When all instruments were acoustic, the Contrabass was made gigantic and played with a bow to be heard in the orchestra. These days when I see a stand up bass with a jazz or bluegrass band it's a 3/4 size and has a pickup with an old 400RB or 800RB amp to be heard. In Miami I only hear Mexican mariachi bands playing truly acoustic. To keep up with with a trumpet, violin and a chorus of Mexican guitars you need a "guitarrón". I have tried to play a couple of these... very high action and it feels like you have a Volkswagen sitting on your lap.
I've never heard one, but it seems that the Russians have also not solved the size problem.
In both cases the lowest note corresponds to a low E string on a bass guitar.

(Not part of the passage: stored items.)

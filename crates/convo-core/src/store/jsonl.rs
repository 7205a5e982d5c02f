use std::path::{Path, PathBuf};

use chrono::Utc;
use serde::{Deserialize, Serialize};
use tokio::fs;
use tokio::io::{AsyncBufReadExt, AsyncWriteExt, BufReader};
use tokio::sync::Mutex;
use uuid::Uuid;

use super::{MessageStore, StoredMessage};
use crate::error::{CoreError, Result};
use crate::message::{DebugInfo, Role};

/// One line of the message log.
#[derive(Debug, Clone, Serialize, Deserialize)]
#[serde(tag = "op", rename_all = "snake_case")]
enum Record {
    Create {
        message: StoredMessage,
    },
    Update {
        id: String,
        content: Option<String>,
        debug: DebugInfo,
    },
    Delete {
        id: String,
    },
}

/// Append-only message store: every mutation is one JSON line, `list`
/// replays the log.
#[derive(Debug)]
pub struct JsonlMessageStore {
    base_path: PathBuf,
    write_lock: Mutex<()>,
}

impl JsonlMessageStore {
    pub fn new(base_path: impl AsRef<Path>) -> Self {
        Self {
            base_path: base_path.as_ref().to_path_buf(),
            write_lock: Mutex::new(()),
        }
    }

    pub async fn init(&self) -> std::io::Result<()> {
        fs::create_dir_all(&self.base_path).await
    }

    fn log_path(&self) -> PathBuf {
        self.base_path.join("messages.jsonl")
    }

    async fn append(&self, record: &Record) -> Result<()> {
        let json = serde_json::to_string(record)?;
        let _guard = self.write_lock.lock().await;
        let mut file = fs::OpenOptions::new()
            .create(true)
            .append(true)
            .open(self.log_path())
            .await?;
        file.write_all(json.as_bytes()).await?;
        file.write_all(b"\n").await?;
        file.flush().await?;
        Ok(())
    }

    async fn replay(&self) -> Result<Vec<StoredMessage>> {
        let path = self.log_path();
        if !path.exists() {
            return Ok(Vec::new());
        }

        let file = fs::File::open(path).await?;
        let mut lines = BufReader::new(file).lines();
        let mut messages: Vec<StoredMessage> = Vec::new();

        while let Some(line) = lines.next_line().await? {
            let record: Record = match serde_json::from_str(&line) {
                Ok(record) => record,
                Err(e) => {
                    log::warn!("Skipping unreadable message log line: {}", e);
                    continue;
                }
            };
            match record {
                Record::Create { message } => messages.push(message),
                Record::Update { id, content, debug } => {
                    if let Some(message) = messages.iter_mut().find(|m| m.id == id) {
                        message.content = content;
                        message.debug = debug;
                    }
                }
                Record::Delete { id } => messages.retain(|m| m.id != id),
            }
        }

        Ok(messages)
    }

    async fn ensure_exists(&self, id: &str) -> Result<()> {
        if self.replay().await?.iter().any(|m| m.id == id) {
            Ok(())
        } else {
            Err(CoreError::MessageNotFound(id.to_string()))
        }
    }
}

#[async_trait::async_trait]
impl MessageStore for JsonlMessageStore {
    async fn create(
        &self,
        chat_id: &str,
        role: Role,
        content: Option<&str>,
        debug: DebugInfo,
    ) -> Result<StoredMessage> {
        let message = StoredMessage {
            id: format!("msg_{}", Uuid::new_v4().simple()),
            chat_id: chat_id.to_string(),
            role,
            content: content.map(str::to_string),
            debug,
            created_at: Utc::now(),
        };
        self.append(&Record::Create {
            message: message.clone(),
        })
        .await?;
        Ok(message)
    }

    async fn update(&self, id: &str, content: Option<&str>, debug: &DebugInfo) -> Result<()> {
        self.ensure_exists(id).await?;
        self.append(&Record::Update {
            id: id.to_string(),
            content: content.map(str::to_string),
            debug: debug.clone(),
        })
        .await
    }

    async fn delete(&self, id: &str) -> Result<()> {
        self.ensure_exists(id).await?;
        self.append(&Record::Delete { id: id.to_string() }).await
    }

    async fn list(&self, chat_id: &str) -> Result<Vec<StoredMessage>> {
        Ok(self
            .replay()
            .await?
            .into_iter()
            .filter(|m| m.chat_id == chat_id)
            .collect())
    }
}

#[cfg(test)]
mod tests {
    use super::*;

    async fn create_temp_store() -> Result<(JsonlMessageStore, tempfile::TempDir)> {
        let temp_dir = tempfile::tempdir()?;
        let store = JsonlMessageStore::new(temp_dir.path());
        store.init().await?;
        Ok((store, temp_dir))
    }

    #[tokio::test]
    async fn replays_updates_and_deletes() -> Result<()> {
        let (store, _dir) = create_temp_store().await?;

        let user = store.create("chat", Role::User, Some("hi"), DebugInfo::default()).await?;
        let assistant = store.create("chat", Role::Assistant, Some(""), DebugInfo::default()).await?;

        let mut debug = DebugInfo::default();
        debug.set(DebugInfo::STORE, serde_json::json!({"k": "v"}));
        store.update(&user.id, Some("hi!"), &debug).await?;
        store.delete(&assistant.id).await?;

        let listed = store.list("chat").await?;
        assert_eq!(listed.len(), 1);
        assert_eq!(listed[0].content.as_deref(), Some("hi!"));
        assert_eq!(listed[0].debug.get(DebugInfo::STORE), Some(&serde_json::json!({"k": "v"})));
        Ok(())
    }

    #[tokio::test]
    async fn survives_reopen() -> Result<()> {
        let (store, dir) = create_temp_store().await?;
        store.create("chat", Role::User, Some("persisted"), DebugInfo::default()).await?;

        let reopened = JsonlMessageStore::new(dir.path());
        let listed = reopened.list("chat").await?;
        assert_eq!(listed.len(), 1);
        assert_eq!(listed[0].content.as_deref(), Some("persisted"));
        Ok(())
    }

    #[tokio::test]
    async fn update_unknown_message_fails() -> Result<()> {
        let (store, _dir) = create_temp_store().await?;
        let result = store.update("missing", None, &DebugInfo::default()).await;
        assert!(matches!(result, Err(CoreError::MessageNotFound(_))));
        Ok(())
    }

    #[tokio::test]
    async fn list_of_empty_store_is_empty() -> Result<()> {
        let (store, _dir) = create_temp_store().await?;
        assert!(store.list("nothing").await?.is_empty());
        Ok(())
    }
}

(I would love to find a cheap contrabass balalaika, which is tuned like the 3 lowest strings on a bass guitar... I have given up on the guitarrón as ridiculously hard to play...but have huge respect for the guys who still do.)
The only fully acoustic basses that I know of that go lower are full-sized contrabasses with an extended 5th string which is usually tuned to C but occasionally to B.
But so much for answering the question you didn't ask! I would be tempted to try steel flatwounds, which is what you find on most uprights ;-)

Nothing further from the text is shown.